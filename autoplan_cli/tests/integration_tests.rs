//! Integration tests for the autoplan binary.
//!
//! These tests drive the CLI against an export directory:
//! - Previewing routines for scheduled and overridden splits
//! - Status output from history and persisted state
//! - Failure paths (no templates, no API key, bad config)

use assert_cmd::Command;
use chrono::{Duration, Utc};
use predicates::prelude::*;
use serde_json::json;
use std::fs;
use std::path::Path;
use tempfile::TempDir;

/// Helper to create a test directory with an empty config file
fn setup_test_dir() -> TempDir {
    let temp_dir = tempfile::tempdir().expect("Failed to create temp dir");
    fs::write(temp_dir.path().join("config.toml"), "").unwrap();
    fs::create_dir_all(temp_dir.path().join("export")).unwrap();
    temp_dir
}

/// Helper to get the CLI with config and data dir pointed at the test dir
fn cli(dir: &Path) -> Command {
    let mut cmd = Command::new(assert_cmd::cargo::cargo_bin!("autoplan"));
    cmd.env_remove("AUTOPLAN_API_KEY")
        .arg("--config")
        .arg(dir.join("config.toml"))
        .arg("--data-dir")
        .arg(dir.join("data"));
    cmd
}

fn write_templates(dir: &Path) {
    let templates = json!([
        {"id": "bench", "title": "Bench Press (Barbell)", "primary_muscle_group": "chest", "equipment": "barbell"},
        {"id": "incline", "title": "Incline Press (Dumbbell)", "primary_muscle_group": "chest", "equipment": "dumbbell"},
        {"id": "ohp", "title": "Overhead Press (Barbell)", "primary_muscle_group": "shoulders", "equipment": "barbell"},
        {"id": "pushdown", "title": "Triceps Pushdown (Cable)", "primary_muscle_group": "triceps", "equipment": "machine"},
        {"id": "row", "title": "Bent Over Row (Barbell)", "primary_muscle_group": "upper_back", "equipment": "barbell"},
        {"id": "curl", "title": "Bicep Curl (Dumbbell)", "primary_muscle_group": "biceps", "equipment": "dumbbell"},
        {"id": "squat", "title": "Squat (Barbell)", "primary_muscle_group": "quadriceps", "equipment": "barbell"},
        {"id": "rdl", "title": "Romanian Deadlift (Barbell)", "primary_muscle_group": "hamstrings", "equipment": "barbell"},
        {"id": "crunch", "title": "Crunch", "primary_muscle_group": "abdominals", "equipment": "none"},
        {"id": "twist", "title": "Russian Twist", "primary_muscle_group": "obliques", "equipment": "none"},
        {"id": "plank", "title": "Plank", "primary_muscle_group": "abdominals", "equipment": "none"}
    ]);
    fs::write(
        dir.join("export").join("exercise_templates.json"),
        templates.to_string(),
    )
    .unwrap();
}

fn write_push_history(dir: &Path) {
    let yesterday = Utc::now() - Duration::days(1);
    let workouts = json!({
        "workouts": [{
            "id": "w1",
            "title": "Push",
            "start_time": yesterday.to_rfc3339(),
            "exercises": [{
                "title": "Bench Press (Barbell)",
                "exercise_template_id": "bench",
                "sets": [
                    {"weight_kg": 50.0, "reps": 10},
                    {"weight_kg": 50.0, "reps": 10}
                ]
            }]
        }]
    });
    fs::write(dir.join("export").join("workouts.json"), workouts.to_string()).unwrap();
}

#[test]
fn test_cli_help() {
    Command::new(assert_cmd::cargo::cargo_bin!("autoplan"))
        .arg("--help")
        .assert()
        .success()
        .stdout(predicate::str::contains(
            "Automatic strength training routine planner",
        ));
}

#[test]
fn test_plan_previews_first_split() {
    let temp_dir = setup_test_dir();
    write_templates(temp_dir.path());

    cli(temp_dir.path())
        .arg("plan")
        .arg("--from-dir")
        .arg(temp_dir.path().join("export"))
        .assert()
        .success()
        .stdout(predicate::str::contains("PUSH DAY"))
        .stdout(predicate::str::contains("Bench Press (Barbell)"))
        .stdout(predicate::str::contains("Preview"));

    // Preview never persists the assignment
    assert!(!temp_dir
        .path()
        .join("data/state/split_assignment.json")
        .exists());
}

#[test]
fn test_plan_split_override() {
    let temp_dir = setup_test_dir();
    write_templates(temp_dir.path());

    cli(temp_dir.path())
        .arg("plan")
        .arg("--split")
        .arg("legs")
        .arg("--from-dir")
        .arg(temp_dir.path().join("export"))
        .assert()
        .success()
        .stdout(predicate::str::contains("LEGS DAY"))
        .stdout(predicate::str::contains("Squat (Barbell)"))
        .stdout(predicate::str::contains("Bench Press").not());
}

#[test]
fn test_plan_uses_progression() {
    let temp_dir = setup_test_dir();
    write_templates(temp_dir.path());
    write_push_history(temp_dir.path());

    // Bench at 50kg x 10 twice: reps at the ceiling, so weight goes up 5%
    cli(temp_dir.path())
        .arg("plan")
        .arg("--split")
        .arg("push")
        .arg("--from-dir")
        .arg(temp_dir.path().join("export"))
        .assert()
        .success()
        .stdout(predicate::str::contains("increase weight to 52.5kg"));
}

#[test]
fn test_invalid_split_rejected() {
    let temp_dir = setup_test_dir();

    cli(temp_dir.path())
        .arg("plan")
        .arg("--split")
        .arg("arms")
        .assert()
        .failure()
        .stderr(predicate::str::contains("Unknown split"));
}

#[test]
fn test_plan_without_templates_fails() {
    let temp_dir = setup_test_dir();

    cli(temp_dir.path())
        .arg("plan")
        .arg("--from-dir")
        .arg(temp_dir.path().join("export"))
        .assert()
        .failure()
        .stderr(predicate::str::contains("No exercises available"));
}

#[test]
fn test_status_shows_coverage_and_next_split() {
    let temp_dir = setup_test_dir();
    write_templates(temp_dir.path());
    write_push_history(temp_dir.path());

    cli(temp_dir.path())
        .arg("status")
        .arg("--from-dir")
        .arg(temp_dir.path().join("export"))
        .assert()
        .success()
        .stdout(predicate::str::contains("Sessions analyzed: 1"))
        .stdout(predicate::str::contains("Last scheduled: none"))
        .stdout(predicate::str::contains("Next split: Pull"))
        .stdout(predicate::str::contains("Bench Press (Barbell): Progress"));
}

#[test]
fn test_status_retries_unlogged_assignment() {
    let temp_dir = setup_test_dir();
    write_templates(temp_dir.path());
    write_push_history(temp_dir.path());

    let state_dir = temp_dir.path().join("data/state");
    fs::create_dir_all(&state_dir).unwrap();
    let assignment = json!({"split": "legs", "assigned_at": Utc::now().to_rfc3339()});
    fs::write(
        state_dir.join("split_assignment.json"),
        assignment.to_string(),
    )
    .unwrap();

    cli(temp_dir.path())
        .arg("status")
        .arg("--from-dir")
        .arg(temp_dir.path().join("export"))
        .assert()
        .success()
        .stdout(predicate::str::contains("Last scheduled: Legs"))
        .stdout(predicate::str::contains("Next split: Legs (RetryUnlogged)"));
}

#[test]
fn test_run_without_api_key_fails() {
    let temp_dir = setup_test_dir();

    cli(temp_dir.path())
        .arg("run")
        .assert()
        .failure()
        .stderr(predicate::str::contains("AUTOPLAN_API_KEY"));
}

#[test]
fn test_invalid_config_rejected() {
    let temp_dir = setup_test_dir();
    fs::write(
        temp_dir.path().join("config.toml"),
        "[retry]\nmax_attempts = 0\n",
    )
    .unwrap();

    cli(temp_dir.path())
        .arg("status")
        .arg("--from-dir")
        .arg(temp_dir.path().join("export"))
        .assert()
        .failure()
        .stderr(predicate::str::contains("max_attempts"));
}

────────────────────────────────────────

▶ **WORK TASK**: When you write out the listing, keep every line exactly as it is above.

▶ **TASK OUTPUT**:
filename autoplan_cli/tests/integration_tests.rs
//! Integration tests for the autoplan binary.
//!
//! These tests drive the CLI against an export directory:
//! - Previewing routines for scheduled and overridden splits
//! - Status output from history and persisted state
//! - Failure paths (no templates, no API key, bad config)

use assert_cmd::Command;
use chrono::{Duration, Utc};
use predicates::prelude::*;
use serde_json::json;
use std::fs;
use std::path::Path;
use tempfile::TempDir;

/// Helper to create a test directory with an empty config file
fn setup_test_dir() -> TempDir {
    let temp_dir = tempfile::tempdir().expect("Failed to create temp dir");
    fs::write(temp_dir.path().join("config.toml"), "").unwrap();
    fs::create_dir_all(temp_dir.path().join("export")).unwrap();
    temp_dir
}

/// Helper to get the CLI with config and data dir pointed at the test dir
fn cli(dir: &Path) -> Command {
    let mut cmd = Command::new(assert_cmd::cargo::cargo_bin!("autoplan"));
    cmd.env_remove("AUTOPLAN_API_KEY")
        .arg("--config")
        .arg(dir.join("config.toml"))
        .arg("--data-dir")
        .arg(dir.join("data"));
    cmd
}

fn write_templates(dir: &Path) {
    let templates = json!([
        {"id": "bench", "title": "Bench Press (Barbell)", "primary_muscle_group": "chest", "equipment": "barbell"},
        {"id": "incline", "title": "Incline Press (Dumbbell)", "primary_muscle_group": "chest", "equipment": "dumbbell"},
        {"id": "ohp", "title": "Overhead Press (Barbell)", "primary_muscle_group": "shoulders", "equipment": "barbell"},
        {"id": "pushdown", "title": "Triceps Pushdown (Cable)", "primary_muscle_group": "triceps", "equipment": "machine"},
        {"id": "row", "title": "Bent Over Row (Barbell)", "primary_muscle_group": "upper_back", "equipment": "barbell"},
        {"id": "curl", "title": "Bicep Curl (Dumbbell)", "primary_muscle_group": "biceps", "equipment": "dumbbell"},
        {"id": "squat", "title": "Squat (Barbell)", "primary_muscle_group": "quadriceps", "equipment": "barbell"},
        {"id": "rdl", "title": "Romanian Deadlift (Barbell)", "primary_muscle_group": "hamstrings", "equipment": "barbell"},
        {"id": "crunch", "title": "Crunch", "primary_muscle_group": "abdominals", "equipment": "none"},
        {"id": "twist", "title": "Russian Twist", "primary_muscle_group": "obliques", "equipment": "none"},
        {"id": "plank", "title": "Plank", "primary_muscle_group": "abdominals", "equipment": "none"}
    ]);
    fs::write(
        dir.join("export").join("exercise_templates.json"),
        templates.to_string(),
    )
    .unwrap();
}

fn write_push_history(dir: &Path) {
    let yesterday = Utc::now() - Duration::days(1);
    let workouts = json!({
        "workouts": [{
            "id": "w1",
            "title": "Push",
            "start_time": yesterday.to_rfc3339(),
            "exercises": [{
                "title": "Bench Press (Barbell)",
                "exercise_template_id": "bench",
                "sets": [
                    {"weight_kg": 50.0, "reps": 10},
                    {"weight_kg": 50.0, "reps": 10}
                ]
            }]
        }]
    });
    fs::write(dir.join("export").join("workouts.json"), workouts.to_string()).unwrap();
}

#[test]
fn test_cli_help() {
    Command::new(assert_cmd::cargo::cargo_bin!("autoplan"))
        .arg("--help")
        .assert()
        .success()
        .stdout(predicate::str::contains(
            "Automatic strength training routine planner",
        ));
}

#[test]
fn test_plan_previews_first_split() {
    let temp_dir = setup_test_dir();
    write_templates(temp_dir.path());

    cli(temp_dir.path())
        .arg("plan")
        .arg("--from-dir")
        .arg(temp_dir.path().join("export"))
        .assert()
        .success()
        .stdout(predicate::str::contains("PUSH DAY"))
        .stdout(predicate::str::contains("Bench Press (Barbell)"))
        .stdout(predicate::str::contains("Preview"));

    // Preview never persists the assignment
    assert!(!temp_dir
        .path()
        .join("data/state/split_assignment.json")
        .exists());
}

#[test]
fn test_plan_split_override() {
    let temp_dir = setup_test_dir();
    write_templates(temp_dir.path());

    cli(temp_dir.path())
        .arg("plan")
        .arg("--split")
        .arg("legs")
        .arg("--from-dir")
        .arg(temp_dir.path().join("export"))
        .assert()
        .success()
        .stdout(predicate::str::contains("LEGS DAY"))
        .stdout(predicate::str::contains("Squat (Barbell)"))
        .stdout(predicate::str::contains("Bench Press").not());
}

#[test]
fn test_plan_uses_progression() {
    let temp_dir = setup_test_dir();
    write_templates(temp_dir.path());
    write_push_history(temp_dir.path());

    // Bench at 50kg x 10 twice: reps at the ceiling, so weight goes up 5%
    cli(temp_dir.path())
        .arg("plan")
        .arg("--split")
        .arg("push")
        .arg("--from-dir")
        .arg(temp_dir.path().join("export"))
        .assert()
        .success()
        .stdout(predicate::str::contains("increase weight to 52.5kg"));
}

#[test]
fn test_invalid_split_rejected() {
    let temp_dir = setup_test_dir();

    cli(temp_dir.path())
        .arg("plan")
        .arg("--split")
        .arg("arms")
        .assert()
        .failure()
        .stderr(predicate::str::contains("Unknown split"));
}

#[test]
fn test_plan_without_templates_fails() {
    let temp_dir = setup_test_dir();

    cli(temp_dir.path())
        .arg("plan")
        .arg("--from-dir")
        .arg(temp_dir.path().join("export"))
        .assert()
        .failure()
        .stderr(predicate::str::contains("No exercises available"));
}

#[test]
fn test_status_shows_coverage_and_next_split() {
    let temp_dir = setup_test_dir();
    write_templates(temp_dir.path());
    write_push_history(temp_dir.path());

    cli(temp_dir.path())
        .arg("status")
        .arg("--from-dir")
        .arg(temp_dir.path().join("export"))
        .assert()
        .success()
        .stdout(predicate::str::contains("Sessions analyzed: 1"))
        .stdout(predicate::str::contains("Last scheduled: none"))
        .stdout(predicate::str::contains("Next split: Pull"))
        .stdout(predicate::str::contains("Bench Press (Barbell): Progress"));
}

#[test]
fn test_status_retries_unlogged_assignment() {
    let temp_dir = setup_test_dir();
    write_templates(temp_dir.path());
    write_push_history(temp_dir.path());

    let state_dir = temp_dir.path().join("data/state");
    fs::create_dir_all(&state_dir).unwrap();
    let assignment = json!({"split": "legs", "assigned_at": Utc::now().to_rfc3339()});
    fs::write(
        state_dir.join("split_assignment.json"),
        assignment.to_string(),
    )
    .unwrap();

    cli(temp_dir.path())
        .arg("status")
        .arg("--from-dir")
        .arg(temp_dir.path().join("export"))
        .assert()
        .success()
        .stdout(predicate::str::contains("Last scheduled: Legs"))
        .stdout(predicate::str::contains("Next split: Legs (RetryUnlogged)"));
}

#[test]
fn test_run_without_api_key_fails() {
    let temp_dir = setup_test_dir();

    cli(temp_dir.path())
        .arg("run")
        .assert()
        .failure()
        .stderr(predicate::str::contains("AUTOPLAN_API_KEY"));
}

#[test]
fn test_invalid_config_rejected() {
    let temp_dir = setup_test_dir();
    fs::write(
        temp_dir.path().join("config.toml"),
        "[retry]\nmax_attempts = 0\n",
    )
    .unwrap();

    cli(temp_dir.path())
        .arg("status")
        .arg("--from-dir")
        .arg(temp_dir.path().join("export"))
        .assert()
        .failure()
        .stderr(predicate::str::contains("max_attempts"));
}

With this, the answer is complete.